The carrot approach is still in play however, as evidenced by the recent attendance of a high-ranking Chinese official at the Botswana Democratic Party’s congress held in Tonota. The attendance was seen by some as an indication that within government, some still regarded China as a friend not to be made an enemy.

Room still exists for Botswana to back out from the Dalai Lama controversy.

According to Ministry of Nationality, Immigration and Gender Affairs’ spokesperson, Hannah Ramorogo the spiritual leaders’ visa is not yet a done deal.

“The Ministry is in receipt of the applications for visa and are being processed. For further information please contact the Ministry of Foreign Affairs and International Cooperation,” she said in response to Mmegi enquiries.

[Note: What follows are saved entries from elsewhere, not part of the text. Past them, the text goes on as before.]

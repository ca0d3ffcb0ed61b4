//! LWS - Lua web-script execution core
//!
//! Runs Lua scripts inside an HTTP server: a request-scoped header table,
//! a pool of reusable engine instances and the pipeline that executes a
//! script off the event loop and turns its output into a response.

pub mod api;
pub mod config;
pub mod engine;
pub mod error;
pub mod expr;
pub mod location;
pub mod pipeline;
pub mod request;
pub mod stat;
pub mod table;
pub mod tasks;
pub mod worker;

pub use api::AppState;
pub use config::Config;
pub use tasks::spawn_cleanup_task;
//! API Module
//!
//! Binds the request pipeline to axum. Every request goes to a single
//! catch-all handler, which matches a location and runs its script.

pub mod handlers;
pub mod routes;

pub use handlers::{lws_handler, status_page, AppState, AxumHost, MAX_REDIRECTS};
pub use routes::create_router;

At the Mind and Life Institute, the Dalai Lama-linked organisation bringing the spiritual leader to Botswana, officials said the Dalai Lama’s visa was issued “towards the end of 2016”. Asked to avail a copy of the visa, Mind and Life Institute communications director Donald Crotteau was unyielding.

“Yes, it is feasible for me to make this request (to supply a copy of the visa). However, it is unnecessary and could be perceived as an intrusion into his personal papers. Why would I do that?

“I suppose the conference is for people who trust the truth that he is coming. The Dalai Lama has made a written statement and a video statement confirming his visit, in addition to publicity from the Mind & Life Institute. “Those who do not believe that it is happening are free to make their own decisions regarding attending,” Crotteau said.

In addition, the Dalai Lama visit from his exile base in India to Botswana could be complicated by transit visas in countries strongly aligned to China. One such route, through Ethiopia could be a dead-end as the Horn of Africa nation is known to be close to Beijing and in support of the One China policy.

Whichever way the Dalai dilemma goes, Khama holds the key. Analysts are already questioning why he would want to change 42-years of economic and diplomatic relations, a major foreign policy move, when he only has eight months left in office.

“The next president will be met with a hostile reception by a key trade and economy partner, and will have to answer for the actions taking place today,” one analyst said.